Robert Powell Smith (March 5, 1929January 20, 2012) was an American diplomat.

==Early life==
Smith was born on March 5, 1929, to parents Powell Augusta and Estella M. Smith.

==Military career==
Smith served in the United States Marine Corps.

==Diplomatic career==
Smith was appointed by President Richard Nixon on July 23, 1974, to the position of United States Ambassador to Malta. The presentation of his credentials for this position occurred on September 24, 1974. The termination of this mission occurred on October 29, 1976. Smith was then appointed by President Gerald Ford on October 4, 1976, to the position of United States Ambassador to Ghana.
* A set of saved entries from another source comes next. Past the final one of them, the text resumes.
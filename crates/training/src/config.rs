//! Command-line and TOML configuration for the training driver.

use clap::{Parser, ValueEnum};
use serde::Deserialize;
use std::fmt;
use std::path::{Path, PathBuf};

pub const DEFAULT_DAVIS_ROOT: &str = "~/Downloads/DAVIS/";
pub const DEFAULT_YOUTUBE_ROOT: &str = "~/Downloads/YOUTUBEVOS/";

#[derive(ValueEnum, Debug, Clone, Copy, PartialEq, Eq, Deserialize)]
#[serde(rename_all = "lowercase")]
pub enum Backbone {
    Resnet50,
    Resnet18,
}

impl fmt::Display for Backbone {
    fn fmt(&self, f: &mut fmt::Formatter<'_>) -> fmt::Result {
        match self {
            Backbone::Resnet50 => write!(f, "resnet50"),
            Backbone::Resnet18 => write!(f, "resnet18"),
        }
    }
}

#[derive(ValueEnum, Debug, Clone, Copy, Default, PartialEq, Eq)]
pub enum BackendKind {
    #[default]
    NdArray,
    Wgpu,
}

/// Flags left unset fall back to `--config`, then to the built-in defaults.
#[derive(Parser, Debug, Default)]
#[command(name = "train", about = "Train a mask-propagation model on DAVIS + YouTube-VOS")]
pub struct TrainArgs {
    /// TOML file with defaults for any flag below.
    #[arg(long)]
    pub config: Option<PathBuf>,
    /// Backend to use (ndarray or wgpu if enabled).
    #[arg(long, value_enum, default_value_t = BackendKind::NdArray)]
    pub backend: BackendKind,
    /// DAVIS-2017 root containing JPEGImages/, Annotations/ and ImageSets/.
    #[arg(long)]
    pub davis_root: Option<PathBuf>,
    /// YouTube-VOS root; training data is read from its train/ directory.
    #[arg(long)]
    pub youtube_root: Option<PathBuf>,
    /// Iterations per optimizer step.
    #[arg(long)]
    pub accumulation_steps: Option<usize>,
    #[arg(long)]
    pub max_skip: Option<usize>,
    /// Iterations between skip increments.
    #[arg(long)]
    pub change_skip_step: Option<usize>,
    #[arg(long)]
    pub total_iters: Option<usize>,
    /// Iterations between checkpoint + evaluation rounds.
    #[arg(long)]
    pub test_iters: Option<usize>,
    #[arg(long)]
    pub log_iters: Option<usize>,
    /// Checkpoint loaded before training.
    #[arg(long)]
    pub resume: Option<PathBuf>,
    #[arg(long)]
    pub save_dir: Option<PathBuf>,
    /// Probability of drawing a DAVIS sample each iteration.
    #[arg(long)]
    pub sample_rate: Option<f64>,
    #[arg(long, value_enum)]
    pub backbone: Option<Backbone>,
    #[arg(long)]
    pub base_lr: Option<f64>,
    #[arg(long)]
    pub lr_power: Option<f64>,
    #[arg(long)]
    pub lr_update_every: Option<usize>,
    /// No checkpoints or evaluation before this many iterations.
    #[arg(long)]
    pub save_after_iter: Option<usize>,
    /// Samples per iteration.
    #[arg(long)]
    pub batch_size: Option<usize>,
    /// Seed for sampling and augmentation; falls back to VOS_SEED.
    #[arg(long)]
    pub seed: Option<u64>,
}

#[derive(Debug, Deserialize, Default)]
#[serde(deny_unknown_fields)]
struct TrainConfigFile {
    davis_root: Option<String>,
    youtube_root: Option<String>,
    accumulation_steps: Option<usize>,
    max_skip: Option<usize>,
    change_skip_step: Option<usize>,
    total_iters: Option<usize>,
    test_iters: Option<usize>,
    log_iters: Option<usize>,
    resume: Option<String>,
    save_dir: Option<String>,
    sample_rate: Option<f64>,
    backbone: Option<Backbone>,
    base_lr: Option<f64>,
    lr_power: Option<f64>,
    lr_update_every: Option<usize>,
    save_after_iter: Option<usize>,
    batch_size: Option<usize>,
    seed: Option<u64>,
}

#[derive(Debug, Clone, PartialEq)]
pub struct TrainConfig {
    pub davis_root: PathBuf,
    pub youtube_root: PathBuf,
    pub accumulation_steps: usize,
    pub max_skip: usize,
    pub change_skip_step: usize,
    pub total_iters: usize,
    pub test_iters: usize,
    pub log_iters: usize,
    pub resume: Option<PathBuf>,
    pub save_dir: PathBuf,
    pub sample_rate: f64,
    pub backbone: Backbone,
    pub base_lr: f64,
    pub lr_power: f64,
    pub lr_update_every: usize,
    pub save_after_iter: usize,
    pub batch_size: usize,
    pub seed: Option<u64>,
}

impl Default for TrainConfig {
    fn default() -> Self {
        Self {
            davis_root: expand_path(DEFAULT_DAVIS_ROOT),
            youtube_root: expand_path(DEFAULT_YOUTUBE_ROOT),
            accumulation_steps: 4,
            max_skip: 25,
            change_skip_step: 3000,
            total_iters: 800_000,
            test_iters: 10_000,
            log_iters: 500,
            resume: None,
            save_dir: PathBuf::from("../weights"),
            sample_rate: 0.08,
            backbone: Backbone::Resnet50,
            base_lr: 1e-5,
            lr_power: 0.9,
            lr_update_every: 1000,
            save_after_iter: 600_000,
            batch_size: 1,
            seed: None,
        }
    }
}

impl TrainConfig {
    /// Merge command-line flags over the optional config file over defaults.
    pub fn resolve(args: &TrainArgs) -> anyhow::Result<Self> {
        let file = match &args.config {
            Some(path) => load_file(path)?,
            None => TrainConfigFile::default(),
        };
        let base = Self::default();
        let env_seed = std::env::var("VOS_SEED")
            .ok()
            .and_then(|v| v.trim().parse::<u64>().ok());

        let cfg = Self {
            davis_root: args
                .davis_root
                .clone()
                .or_else(|| file.davis_root.as_deref().map(expand_path))
                .unwrap_or(base.davis_root),
            youtube_root: args
                .youtube_root
                .clone()
                .or_else(|| file.youtube_root.as_deref().map(expand_path))
                .unwrap_or(base.youtube_root),
            accumulation_steps: args
                .accumulation_steps
                .or(file.accumulation_steps)
                .unwrap_or(base.accumulation_steps),
            max_skip: args.max_skip.or(file.max_skip).unwrap_or(base.max_skip),
            change_skip_step: args
                .change_skip_step
                .or(file.change_skip_step)
                .unwrap_or(base.change_skip_step),
            total_iters: args
                .total_iters
                .or(file.total_iters)
                .unwrap_or(base.total_iters),
            test_iters: args
                .test_iters
                .or(file.test_iters)
                .unwrap_or(base.test_iters),
            log_iters: args.log_iters.or(file.log_iters).unwrap_or(base.log_iters),
            resume: args
                .resume
                .clone()
                .or_else(|| file.resume.as_deref().map(expand_path)),
            save_dir: args
                .save_dir
                .clone()
                .or_else(|| file.save_dir.as_deref().map(expand_path))
                .unwrap_or(base.save_dir),
            sample_rate: args
                .sample_rate
                .or(file.sample_rate)
                .unwrap_or(base.sample_rate),
            backbone: args.backbone.or(file.backbone).unwrap_or(base.backbone),
            base_lr: args.base_lr.or(file.base_lr).unwrap_or(base.base_lr),
            lr_power: args.lr_power.or(file.lr_power).unwrap_or(base.lr_power),
            lr_update_every: args
                .lr_update_every
                .or(file.lr_update_every)
                .unwrap_or(base.lr_update_every),
            save_after_iter: args
                .save_after_iter
                .or(file.save_after_iter)
                .unwrap_or(base.save_after_iter),
            batch_size: args
                .batch_size
                .or(file.batch_size)
                .unwrap_or(base.batch_size),
            seed: args.seed.or(file.seed).or(env_seed),
        };
        cfg.validate()?;
        Ok(cfg)
    }

    pub fn validate(&self) -> anyhow::Result<()> {
        if !(0.0..=1.0).contains(&self.sample_rate) {
            anyhow::bail!("sample_rate must be within [0, 1], got {}", self.sample_rate);
        }
        for (name, value) in [
            ("accumulation_steps", self.accumulation_steps),
            ("change_skip_step", self.change_skip_step),
            ("total_iters", self.total_iters),
            ("test_iters", self.test_iters),
            ("log_iters", self.log_iters),
            ("lr_update_every", self.lr_update_every),
            ("batch_size", self.batch_size),
        ] {
            if value == 0 {
                anyhow::bail!("{name} must be greater than zero");
            }
        }
        if self.base_lr <= 0.0 {
            anyhow::bail!("base_lr must be positive, got {}", self.base_lr);
        }
        Ok(())
    }

    /// YouTube-VOS training split.
    pub fn youtube_train_root(&self) -> PathBuf {
        self.youtube_root.join("train")
    }
}

fn load_file(path: &Path) -> anyhow::Result<TrainConfigFile> {
    let raw = std::fs::read_to_string(path)
        .map_err(|e| anyhow::anyhow!("failed to read config {}: {e}", path.display()))?;
    toml::from_str(&raw).map_err(|e| anyhow::anyhow!("invalid config {}: {e}", path.display()))
}

/// Expand a leading `~` to `$HOME`.
pub fn expand_path(raw: &str) -> PathBuf {
    if let Some(stripped) = raw.strip_prefix('~') {
        if let Ok(home) = std::env::var("HOME") {
            return PathBuf::from(format!("{home}{stripped}"));
        }
    }
    PathBuf::from(raw)
}

#[cfg(test)]
mod tests {
    use super::*;

    #[test]
    fn defaults_match_reference_schedule() {
        let cfg = TrainConfig::resolve(&TrainArgs::default()).unwrap();
        assert_eq!(cfg.accumulation_steps, 4);
        assert_eq!(cfg.max_skip, 25);
        assert_eq!(cfg.change_skip_step, 3000);
        assert_eq!(cfg.total_iters, 800_000);
        assert_eq!(cfg.test_iters, 10_000);
        assert_eq!(cfg.log_iters, 500);
        assert_eq!(cfg.save_after_iter, 600_000);
        assert!((cfg.sample_rate - 0.08).abs() < f64::EPSILON);
        assert!(cfg.youtube_train_root().ends_with("YOUTUBEVOS/train"));
    }

    #[test]
    fn file_values_fill_unset_flags_only() {
        let tmp = tempfile::tempdir().unwrap();
        let path = tmp.path().join("train.toml");
        std::fs::write(
            &path,
            "max_skip = 10\nsample_rate = 0.5\nbackbone = \"resnet18\"\nsave_dir = \"/tmp/w\"\n",
        )
        .unwrap();
        let args = TrainArgs {
            config: Some(path),
            max_skip: Some(3),
            ..Default::default()
        };
        let cfg = TrainConfig::resolve(&args).unwrap();
        assert_eq!(cfg.max_skip, 3);
        assert!((cfg.sample_rate - 0.5).abs() < f64::EPSILON);
        assert_eq!(cfg.backbone, Backbone::Resnet18);
        assert_eq!(cfg.save_dir, PathBuf::from("/tmp/w"));
        assert_eq!(cfg.log_iters, 500);
    }

    #[test]
    fn unknown_keys_and_bad_values_are_rejected() {
        let tmp = tempfile::tempdir().unwrap();
        let path = tmp.path().join("bad.toml");
        std::fs::write(&path, "max_skp = 10\n").unwrap();
        let args = TrainArgs {
            config: Some(path),
            ..Default::default()
        };
        assert!(TrainConfig::resolve(&args).is_err());

        let args = TrainArgs {
            sample_rate: Some(1.5),
            ..Default::default()
        };
        assert!(TrainConfig::resolve(&args).is_err());
    }

    #[test]
    fn args_parse_from_command_line() {
        let args = TrainArgs::parse_from([
            "train",
            "--davis-root",
            "/data/davis",
            "--total-iters",
            "100",
            "--backbone",
            "resnet18",
        ]);
        let cfg = TrainConfig::resolve(&args).unwrap();
        assert_eq!(cfg.davis_root, PathBuf::from("/data/davis"));
        assert_eq!(cfg.total_iters, 100);
        assert_eq!(cfg.backbone, Backbone::Resnet18);
    }
}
The presentation of his credentials for this position occurred on December 17, 1976. The termination of this mission occurred on May 7, 1979. Smith's final diplomatic appointment was made by President Jimmy Carter on July 2, 1979, for the position of United States Ambassador to Liberia. The presentation of his credentials for this position occurred on August 6, 1979. The termination of this final mission occurred on January 15, 1981.

==Personal life==
Smith resided in both Texas and Virginia.

==Death==
Smith died on January 20, 2012. He was interred in the Arlington National Cemetery.